The other day I was debating whether to remove a comma from between two adjectives in this phrase…
its former, legendary zoo director, Jack Hanna
…when I remembered there’s a weird rule for adjectives, not only whether you need commas, but the order in which they should be used, if you need a few of them to describe something. I took out the comma between “former” and “legendary,” although I’ve since learned I should have left it in:
You should use a comma between two adjectives when they are coordinate adjectives. Coordinate adjectives are two or more adjectives that describe the same noun equally.
With coordinate adjectives you can put “and” between them and the meaning is the same. Similarly, you can swap their order.
The example given is the shiny silver pole. The source argues for a comma here, although I don’t think they’re strictly coordinate. To my ear, “shiny” describes the sort of silver, not necessarily the pole itself. Anyway, screw online grammar guides, because when it comes to adjectives, my favorite is the rule about order of adjectives:
Determiner
Observation (articles like this or that, plus numbers)
Size and Shape
Age
Color
Origin
Material
Qualifier
I found that list on a website for non-native English speakers, and you really have to appreciate how hard it is to learn English when you look at it. Natives would never say the “gray old mare,” because we know, even without learning the song in grade school, that it’s the old gray mare. Nor would we say “old little lady” – she’s a little old lady. We also don’t generally put commas between them, although I’ve probably edited a dozen writers who turn in copy about a little, old lady.
You can amuse yourself stringing adjectives together in the correct order, trying to make the phrase longer: nine fat yellow kittens or Bob’s old blue cotton shirt, etc., although you can get a little dizzy with the length, wondering if you really need to cram them all in there in one phrase.
But these are the things writers consider. Benjamin Dreyer, the copy editor who gave the world a Strunk & White for the modern age, noted today was the 75th anniversary of the publication of Shirley Jackson’s “The Lottery” and musing on how he might have edited its first sentence:
The morning of June 27th was clear and sunny, with the fresh warmth of a full-summer day; the flowers were blossoming profusely and the grass was richly green. pic.twitter.com/S3TIrhT3kp
— Benjamin Dreyer (@BCDreyer) June 27, 2023
(It’s a thread. Click replies for his considerations.) I remember reading “The Lottery” in, what, seventh grade, maybe? Eighth? Surely no later than that. I wonder whether it’s still taught today, or whether it’s been replaced by something more Relevant. I know it scared the shit out of me, the same way Jackson’s “The Haunting of Hill House” did the same, just in the first paragraph:
No live organism can continue for long to exist sanely under conditions of absolute reality; even larks and katydids are supposed, by some, to dream. Hill House, not sane, stood by itself against its hills, holding darkness within; it had stood so for eighty years and might stand for eighty more. Within, walls continued upright, bricks met nearly, floors were firm, and doors were sensibly shut; silence lay steadily against the wood and stone of Hill House, and whatever walked there, walked alone.

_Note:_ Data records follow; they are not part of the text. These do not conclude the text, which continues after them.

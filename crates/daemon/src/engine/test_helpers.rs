// SPDX-License-Identifier: BUSL-1.1
// Copyright (c) 2026 Alfred Jean LLC

//! Shared test helpers for the engine.

use crate::adapters::{FakeCommitPublisher, FakeSandboxDriver};
use crate::config::Config;
use crate::engine::runtime::{Engine, EngineDeps};
use crate::engine::{BroadcastHub, EngineMsg};
use icarus_core::{AdmissionLevel, Event, FakeClock, Job, JobStatus};
use icarus_storage::{MaterializedState, Wal};
use parking_lot::Mutex;
use std::sync::Arc;
use std::time::Duration;
use tokio::sync::{mpsc, watch};

/// Engine under test with its fakes and control knobs.
pub(crate) struct TestContext {
    pub engine: Engine<FakeClock>,
    pub rx: mpsc::Receiver<EngineMsg>,
    pub driver: FakeSandboxDriver,
    pub publisher: FakeCommitPublisher,
    pub clock: FakeClock,
    pub hub: BroadcastHub,
    pub level_tx: watch::Sender<AdmissionLevel>,
    pub wal: Arc<Mutex<Wal>>,
    _dir: tempfile::TempDir,
}

/// Build a test engine with the given config tweaks applied.
pub(crate) fn setup_with(tweak: impl FnOnce(&mut Config)) -> TestContext {
    let dir = tempfile::tempdir().unwrap();
    let mut config = Config::default();
    tweak(&mut config);

    let driver = FakeSandboxDriver::new();
    let publisher = FakeCommitPublisher::new();
    let clock = FakeClock::new();
    let hub = BroadcastHub::new();
    let (level_tx, level_rx) = watch::channel(AdmissionLevel::Green);
    let wal = Arc::new(Mutex::new(Wal::open(&dir.path().join("events.wal"), 0).unwrap()));

    let (engine, _handle, rx) = Engine::new(
        EngineDeps {
            driver: Arc::new(driver.clone()),
            publisher: Arc::new(publisher.clone()),
            state: Arc::new(Mutex::new(MaterializedState::default())),
            wal: Arc::clone(&wal),
            level_rx,
        },
        config,
        hub.clone(),
        clock.clone(),
    );

    TestContext { engine, rx, driver, publisher, clock, hub, level_tx, wal, _dir: dir }
}

pub(crate) fn setup() -> TestContext {
    setup_with(|_| {})
}

impl TestContext {
    /// Submit a job and settle all cascaded work.
    pub(crate) async fn submit(&mut self, task: &str) -> Job {
        let job = self
            .engine
            .submit(task.to_string(), std::path::PathBuf::from("/tmp/project"))
            .await
            .unwrap();
        self.settle().await;
        self.engine.get_job(job.id.as_str()).unwrap()
    }

    /// Drain background task events (sandbox spawns, commits) through the
    /// engine until quiescent.
    pub(crate) async fn settle(&mut self) {
        for _ in 0..10 {
            for _ in 0..4 {
                tokio::task::yield_now().await;
            }
            let mut events = Vec::new();
            while let Ok(msg) = self.rx.try_recv() {
                if let EngineMsg::Event(event) = msg {
                    events.push(event);
                }
            }
            if events.is_empty() {
                return;
            }
            for event in events {
                self.engine.step(event).await;
            }
        }
    }

    /// Change the sentinel level as the engine loop would observe it.
    pub(crate) async fn set_level(&mut self, level: AdmissionLevel) {
        self.level_tx.send(level).unwrap();
        self.engine.step(Event::SentinelChanged { level }).await;
        self.settle().await;
    }

    /// Deliver a worker completion callback for the job's current phase.
    pub(crate) async fn worker_completed(
        &mut self,
        job: &Job,
        audit_report: Option<serde_json::Value>,
    ) {
        self.engine.step(Event::WorkerCompleted { job_id: job.id, audit_report }).await;
        self.settle().await;
    }

    pub(crate) async fn worker_errored(&mut self, job: &Job, error: &str) {
        self.engine
            .step(Event::WorkerErrored { job_id: job.id, error: error.to_string() })
            .await;
        self.settle().await;
    }

    /// Advance the clock and fire whatever became due.
    pub(crate) async fn advance_and_fire(&mut self, duration: Duration) {
        self.clock.advance(duration);
        self.engine.fire_due_timers().await;
        self.settle().await;
    }

    pub(crate) fn status(&self, job: &Job) -> JobStatus {
        self.engine.get_job(job.id.as_str()).unwrap().status
    }

    pub(crate) fn job(&self, job: &Job) -> Job {
        self.engine.get_job(job.id.as_str()).unwrap()
    }

    /// Drive a job from pending all the way to awaiting_approval.
    pub(crate) async fn run_to_awaiting_approval(
        &mut self,
        job: &Job,
        audit: serde_json::Value,
    ) {
        assert_eq!(self.status(job), JobStatus::Building);
        self.worker_completed(job, None).await;
        assert_eq!(self.status(job), JobStatus::Checking);
        self.worker_completed(job, Some(audit)).await;
        assert_eq!(self.status(job), JobStatus::AwaitingApproval);
    }
}
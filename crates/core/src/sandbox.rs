// SPDX-License-Identifier: BUSL-1.1
// Copyright (c) 2026 Alfred Jean LLC

//! Sandbox types: phases, handles, and creation specs.
//!
//! A sandbox is an isolated worker container referenced by an opaque
//! handle. The engine never talks to the container runtime directly;
//! everything goes through the driver interface in the daemon crate.

use serde::{Deserialize, Serialize};

/// Name prefix for every sandbox the engine creates.
///
/// The sentinel enumerates by this prefix so its pause/resume side effects
/// never touch unrelated containers on the host.
pub const SANDBOX_NAME_PREFIX: &str = "icarus_";

/// Pipeline phase, each a single-sandbox execution with its own deadline.
#[derive(Debug, Clone, Copy, PartialEq, Eq, Hash, Serialize, Deserialize)]
#[serde(rename_all = "snake_case")]
pub enum Phase {
    Build,
    Check,
}

impl Phase {
    pub fn as_str(&self) -> &'static str {
        match self {
            Phase::Build => "build",
            Phase::Check => "check",
        }
    }

    pub fn parse(s: &str) -> Option<Phase> {
        match s {
            "build" => Some(Phase::Build),
            "check" => Some(Phase::Check),
            _ => None,
        }
    }
}

crate::simple_display! {
    Phase {
        Build => "build",
        Check => "check",
    }
}

/// Opaque handle to a sandbox, as issued by the container runtime.
#[derive(Debug, Clone, PartialEq, Eq, Hash, Serialize, Deserialize)]
#[serde(transparent)]
pub struct SandboxId(String);

impl SandboxId {
    pub fn new(id: impl Into<String>) -> Self {
        Self(id.into())
    }

    pub fn as_str(&self) -> &str {
        &self.0
    }

    /// Returns the handle truncated for log lines.
    pub fn short(&self) -> &str {
        crate::id::short(&self.0, 12)
    }
}

impl std::fmt::Display for SandboxId {
    fn fmt(&self, f: &mut std::fmt::Formatter<'_>) -> std::fmt::Result {
        f.write_str(&self.0)
    }
}

impl From<String> for SandboxId {
    fn from(s: String) -> Self {
        Self(s)
    }
}

impl From<&str> for SandboxId {
    fn from(s: &str) -> Self {
        Self(s.to_string())
    }
}

/// Runtime status of a sandbox as reported by inspect.
#[derive(Debug, Clone, Copy, PartialEq, Eq, Serialize, Deserialize)]
#[serde(rename_all = "snake_case")]
pub enum SandboxStatus {
    Running,
    Paused,
    Exited { exit_code: Option<i32> },
}

impl SandboxStatus {
    pub fn is_running(&self) -> bool {
        matches!(self, SandboxStatus::Running)
    }
}

/// How a workspace is attached to a sandbox.
#[derive(Debug, Clone, Copy, PartialEq, Eq, Serialize, Deserialize)]
#[serde(rename_all = "snake_case")]
pub enum MountKind {
    /// Managed per-job volume, created and destroyed by the engine.
    Volume,
    /// Operator-managed host directory; never destroyed by the engine.
    Bind,
}

/// Workspace mount for a sandbox.
///
/// The builder mounts read-write, the checker read-only. The target inside
/// the container is always `/workspace`.
#[derive(Debug, Clone, PartialEq, Eq, Serialize, Deserialize)]
pub struct MountSpec {
    pub kind: MountKind,
    /// Volume name (`icarus_workspace_{job_id}`) or bind source path.
    pub source: String,
    pub read_only: bool,
}

pub const WORKSPACE_MOUNT_TARGET: &str = "/workspace";

/// Everything the driver needs to create a sandbox.
#[derive(Debug, Clone, PartialEq, Serialize, Deserialize)]
pub struct SandboxSpec {
    /// Container name, always [`SANDBOX_NAME_PREFIX`]-prefixed.
    pub name: String,
    pub image: String,
    /// Fractional cores (best-effort cap enforced by the runtime).
    pub cpu_limit: f64,
    /// Memory cap in bytes (best-effort cap enforced by the runtime).
    pub memory_limit_bytes: u64,
    pub network_mode: String,
    /// Environment injected into the worker (`JOB_ID`, `TASK`,
    /// `ORCHESTRATOR_CALLBACK`, pass-through credentials).
    pub env: Vec<(String, String)>,
    pub mount: MountSpec,
}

Stephen King published a book on his favorite horror fiction, and devotes a fair amount of time to ol’ Shirley, who really knew how to set a mood from the jump. I think, in this one, the phrases “not sane,” “sensibly shut” and “walked alone” are little chills down the spine, and I wonder how many times she wrote and rewrote that passage to get it perfect. (Which it is.)
OK, then, on to the bloggage:
Hey, Buckeyes: A short but essential playlist of songs about Ohio.
You may have heard about the story about the penis-enlargement industry published yesterday, and upon clicking The New Yorker link, may have been shut out by the paywall. Never fear! ProPublica co-published the story, and it’s free and totally worth the time it’ll take to read it. It’s both funny and squirm-inducing and empathetic and all the other good things a story like this should be. I nearly shrieked at this passage:
When a defense-and- intelligence contractor’s girlfriend, a registered nurse, aspirated his seroma with a sterile needle, a cup of amber fluid oozed out. The one time they tried to have sex, she told me, the corners of his implant felt like “someone sticking a butter knife inside you.”